Una vez más, la economía global se encuentra tambaleando al ritmo de los impulsos de la política exterior estadounidense. Esta semana, el presidente Donald Trump ha vuelto a dar una muestra de su conocida estrategia de confrontación al anunciar aranceles adicionales del 50% sobre productos chinos, elevando el total al 104% en algunos sectores clave. Como respuesta, China impuso su propio paquete de represalias, con tasas que alcanzan el 84% sobre bienes estadounidenses y una queja formal ante la Organización Mundial del Comercio (OMC). Y por si fuera poco, la Unión Europea ha respondido también, con medidas que afectan a productos estadounidenses por más de 20.900 millones de euros.

Es una escalada con múltiples frentes y una sola consecuencia clara: inestabilidad sistémica…Desde la narrativa oficial en Washington, este tipo de políticas se presentan como actos de defensa de la “soberanía económica”. Pero lo que esta guerra comercial realmente representa es una apuesta desesperada por mantener una hegemonía en crisis. El mundo ya no gira en torno a las reglas escritas en los tratados de libre comercio dominados por EE.UU., y menos aún en torno a la voluntad unilateral de un líder que ha demostrado poca disposición para cooperar con estructuras multilaterales.

Lo que estamos viendo no es solo una disputa económica. Es una fractura en el orden global posterior a la Segunda Guerra Mundial. La Organización Mundial del Comercio, el G7, incluso la propia noción de globalización tal como la conocíamos, están siendo erosionadas por una lógica que busca convertir el comercio en un campo de batalla político.

En el caso de China, la reacción ha sido predecible y firme: no solo incrementó sus propios aranceles, sino que movió ficha diplomática al activar mecanismos de resolución de controversias en la OMC. Esta acción no es menor. China no está actuando como una economía emergente reaccionaria, sino como una potencia que ya domina buena parte de las cadenas de suministro globales y sabe usar el derecho internacional a su favor.

Pero quizás el gesto más revelador fue el de la Unión Europea. Por años, Bruselas se ha resistido a responder con dureza a las medidas proteccionistas de Washington, buscando evitar una ruptura definitiva con su histórico aliado transatlántico. Sin embargo, la imposición de aranceles estadounidenses al acero y al aluminio europeos ha terminado por agotar la paciencia diplomática. La decisión de aprobar contramedidas por más de 20.900 millones de euros indica un punto de inflexión: Europa ya no está dispuesta a tolerar la extraterritorialidad comercial de EE.UU. sin responder.

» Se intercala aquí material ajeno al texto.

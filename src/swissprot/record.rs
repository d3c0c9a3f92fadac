use std::collections::HashMap;

/// The value stored under a key of a ParsedRecord
#[derive(Debug, Clone, PartialEq, Eq)]
pub enum FieldValue {
    /// The trimmed content of all lines of a field, joined by newlines
    Text(String),
    /// Every occurrence of a repeated subsection, in file order.
    /// Occurrences are addressed by their ordinal: "1", "2", ...
    Section(Vec<ParsedRecord>),
}

impl FieldValue {
    pub fn as_text(&self) -> Option<&str> {
        match self {
            FieldValue::Text(text) => Some(text),
            FieldValue::Section(_) => None,
        }
    }

    pub fn as_section(&self) -> Option<&[ParsedRecord]> {
        match self {
            FieldValue::Text(_) => None,
            FieldValue::Section(occurrences) => Some(occurrences),
        }
    }

    /// The subsection occurrence with the given ordinal ("1" is the first one)
    pub fn occurrence(&self, ordinal: &str) -> Option<&ParsedRecord> {
        let index: usize = ordinal.parse().ok()?;
        self.as_section()?.get(index.checked_sub(1)?)
    }

    /// Iterate over (ordinal, occurrence) pairs of a subsection
    pub fn ordinals(&self) -> impl Iterator<Item = (String, &ParsedRecord)> + '_ {
        self.as_section()
            .unwrap_or_default()
            .iter()
            .enumerate()
            .map(|(i, record)| ((i + 1).to_string(), record))
    }
}

/// A SwissProt record decoded into its fields
#[derive(Debug, Clone, Default, PartialEq, Eq)]
pub struct ParsedRecord {
    fields: HashMap<String, FieldValue>,
}

impl ParsedRecord {
    pub fn new() -> Self {
        Self::default()
    }

    pub fn insert(&mut self, key: &str, value: FieldValue) {
        self.fields.insert(key.to_string(), value);
    }

    pub fn get(&self, key: &str) -> Option<&FieldValue> {
        self.fields.get(key)
    }

    /// The text of a plain field. Absent optional fields are stored as empty text.
    pub fn text(&self, key: &str) -> Option<&str> {
        self.get(key)?.as_text()
    }

    pub fn section(&self, key: &str) -> Option<&[ParsedRecord]> {
        self.get(key)?.as_section()
    }

    pub fn occurrence(&self, key: &str, ordinal: &str) -> Option<&ParsedRecord> {
        self.get(key)?.occurrence(ordinal)
    }

    pub fn contains_key(&self, key: &str) -> bool {
        self.fields.contains_key(key)
    }

    pub fn keys(&self) -> impl Iterator<Item = &str> {
        self.fields.keys().map(String::as_str)
    }

    pub fn len(&self) -> usize {
        self.fields.len()
    }

    pub fn is_empty(&self) -> bool {
        self.fields.is_empty()
    }
}

#[cfg(test)]
mod tests {
    use super::*;

    fn reference(title: &str) -> ParsedRecord {
        let mut record = ParsedRecord::new();
        record.insert("RT", FieldValue::Text(title.to_string()));
        record
    }

    #[test]
    fn test_occurrence_by_ordinal() {
        let mut record = ParsedRecord::new();
        record.insert(
            "RN",
            FieldValue::Section(vec![reference("first"), reference("second")]),
        );

        assert_eq!(record.occurrence("RN", "1").unwrap().text("RT"), Some("first"));
        assert_eq!(record.occurrence("RN", "2").unwrap().text("RT"), Some("second"));
        assert!(record.occurrence("RN", "0").is_none());
        assert!(record.occurrence("RN", "3").is_none());
        assert!(record.occurrence("RN", "one").is_none());

        let ordinals: Vec<String> = record.get("RN").unwrap().ordinals().map(|(o, _)| o).collect();
        assert_eq!(ordinals, vec!["1", "2"]);
    }

    #[test]
    fn test_text_and_section_accessors() {
        let mut record = ParsedRecord::new();
        record.insert("ID", FieldValue::Text("FOO_HUMAN".to_string()));
        record.insert("RN", FieldValue::Section(Vec::new()));

        assert_eq!(record.text("ID"), Some("FOO_HUMAN"));
        assert_eq!(record.text("RN"), None);
        assert_eq!(record.section("RN").map(|s| s.len()), Some(0));
        assert!(record.section("ID").is_none());
        assert_eq!(record.len(), 2);
    }
}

La pregunta inevitable es: ¿a quién beneficia esta guerra? Desde luego, no al consumidor estadounidense, que verá incrementos en los precios de productos básicos. Tampoco a los productores rurales que dependen de exportaciones hacia Asia, ni a las empresas tecnológicas que necesitan materias primas importadas. En términos estructurales, lo único que Trump ha logrado consolidar es una sensación de vulnerabilidad económica, tanto dentro como fuera de su país.

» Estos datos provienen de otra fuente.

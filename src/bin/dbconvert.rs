use std::io::Write;
use std::path::PathBuf;

use anyhow::{Context, Result};
use clap::Parser;
use tracing::{info, warn};

use dbtoolkit::loader::{DbFormat, DbLoader, LoaderRegistry, SwissProtLoader};
use dbtoolkit::swissprot::swissprot_to_fasta;
use dbtoolkit::utils::cli::{build_filter, load_grammar};
use dbtoolkit::utils::files::open_output;
use dbtoolkit::utils::logging::init_logging;

fn main() -> Result<()> {
    let args = Cli::parse();
    init_logging(args.verbose)?;

    let open_context = || format!("Unable to open database \"{}\"", args.input.display());

    // Only sniff the format here, the loader that reads the file is set up below
    let mut loader = LoaderRegistry::with_defaults()
        .detect(&args.input, false)
        .with_context(open_context)?;
    let format = loader.format();
    info!(path = %args.input.display(), format = loader.db_name(), "Detected database");

    let filter = build_filter(
        args.filter.as_deref(),
        args.filter_arg.as_deref(),
        format,
        args.invert,
    )?;
    let mut writer = open_output(args.output.as_ref())?;
    let mut stats = Stats::default();

    if format == DbFormat::SwissProt {
        let grammar = load_grammar(args.grammar.as_ref())?;
        let mut swissprot = SwissProtLoader::configured(grammar, args.wrap);
        swissprot.load(&args.input).with_context(open_context)?;

        for fasta in swissprot_to_fasta(swissprot, filter, args.threads)? {
            stats.write(&mut writer, fasta)?;
        }
    } else {
        loader.load(&args.input).with_context(open_context)?;
        loop {
            let next = match &filter {
                Some(filter) => loader.next_filtered_fasta_entry(&**filter),
                None => loader.next_fasta_entry(),
            };

            match next.transpose() {
                Some(fasta) => stats.write(&mut writer, fasta)?,
                None => break,
            }
        }
        loader.close();
    }

    writer.flush().context("Error flushing output")?;
    info!(written = stats.written, skipped = stats.skipped, "Conversion finished");

    Ok(())
}

#[derive(Default)]
struct Stats {
    written: u64,
    skipped: u64,
}

impl Stats {
    /// Write a converted entry. Entries that failed to parse are skipped,
    /// any other error aborts the conversion.
    fn write(&mut self, writer: &mut dyn Write, fasta: dbtoolkit::Result<String>) -> Result<()> {
        match fasta {
            Ok(fasta) => {
                writer.write_all(fasta.as_bytes()).context("Error writing FASTA entry")?;
                self.written += 1;
            }
            Err(e) if e.is_record_error() => {
                warn!(error = %e, "Skipping entry");
                self.skipped += 1;
            }
            Err(e) => return Err(e).context("Error reading database"),
        }
        Ok(())
    }
}

#[derive(Parser, Debug)]
struct Cli {
    /// Database file to convert (SwissProt or FASTA, optionally gzip or zip compressed)
    #[clap(long)]
    input: PathBuf,

    /// FASTA output file, StdOut when omitted
    #[clap(long)]
    output: Option<PathBuf>,

    /// Name of the filter to apply to every entry, e.g. taxonomy, keyword or pattern
    #[clap(long)]
    filter: Option<String>,

    /// Argument passed to the filter
    #[clap(long, requires = "filter")]
    filter_arg: Option<String>,

    /// Keep the entries the filter rejects instead
    #[clap(long, default_value_t = false)]
    invert: bool,

    /// Wrap sequences of converted SwissProt entries every 59 residues
    #[clap(long, default_value_t = false)]
    wrap: bool,

    /// Grammar file describing the SwissProt record layout
    #[clap(long, env = "DBTOOLKIT_GRAMMAR")]
    grammar: Option<PathBuf>,

    /// Amount of threads converting SwissProt entries, 0 uses all available threads
    #[clap(long, default_value_t = 1)]
    threads: usize,

    /// Enable verbose mode
    #[clap(short, long, default_value_t = false)]
    verbose: bool,
}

El problema de fondo es que el trumpismo económico parte de una visión profundamente equivocada: que la política de aranceles puede corregir déficits estructurales generados por décadas de deslocalización industrial, desigualdad interna y dependencia del consumo. En vez de apostar por una transición industrial verde, digital o educativa, Trump ha decidido atacar el síntoma sin tocar la causa.

A nivel global, el mensaje es aún más problemático. Estas medidas no sólo degradan el comercio multilateral, sino que abren la puerta para que otros países —incluidos regímenes autoritarios— adopten el proteccionismo como forma de chantaje diplomático. Si la potencia que fundó el sistema internacional decide ahora ignorarlo, ¿por qué respetarlo los demás?

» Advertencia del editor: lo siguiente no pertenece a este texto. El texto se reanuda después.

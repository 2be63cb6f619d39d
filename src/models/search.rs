use super::Issue;
use serde::{Deserialize, Serialize};

#[derive(Debug, Clone, Serialize, Deserialize, Default, PartialEq)]
pub struct SearchParams {
    #[serde(rename = "startAt")]
    #[serde(skip_serializing_if = "Option::is_none")]
    pub start_at: Option<u32>,

    #[serde(rename = "maxResults")]
    #[serde(skip_serializing_if = "Option::is_none")]
    pub max_results: Option<u32>,

    #[serde(skip_serializing_if = "Option::is_none")]
    pub expand: Option<Vec<String>>,
}

#[derive(Debug, Clone, Serialize, Deserialize)]
pub struct SearchResult {
    #[serde(rename = "startAt")]
    #[serde(default)]
    pub start_at: u32,

    #[serde(rename = "maxResults")]
    #[serde(default)]
    pub max_results: u32,

    #[serde(default)]
    pub total: u32,

    #[serde(default)]
    pub issues: Vec<Issue>,
}

impl SearchParams {
    pub fn new() -> Self {
        Self::default()
    }

    pub fn start_at(mut self, start_at: u32) -> Self {
        self.start_at = Some(start_at);
        self
    }

    pub fn max_results(mut self, max_results: u32) -> Self {
        self.max_results = Some(max_results);
        self
    }

    pub fn expand(mut self, expand: Vec<String>) -> Self {
        self.expand = Some(expand);
        self
    }

    /// changelogの展開を切り替える（`false` の場合は `expand` を送らない）
    pub fn with_changelog(self, changelog: bool) -> Self {
        if changelog {
            self.expand(vec!["changelog".to_string()])
        } else {
            Self {
                expand: None,
                ..self
            }
        }
    }
}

La sostenibilidad de esta guerra comercial es cuestionable, tanto política como económicamente. Los mercados lo saben. Las alianzas lo saben. Y, en el fondo, la propia administración estadounidense lo sabe. El daño a la confianza global ya está hecho, y reconstruirlo requerirá más que promesas de campaña o retóricas de grandeza nacional.

Lo que está en juego no es solo el precio del aluminio o la soja. Es el equilibrio de poder económico y simbólico en un mundo que, con o sin Trump, ya no gira solo en torno a Washington.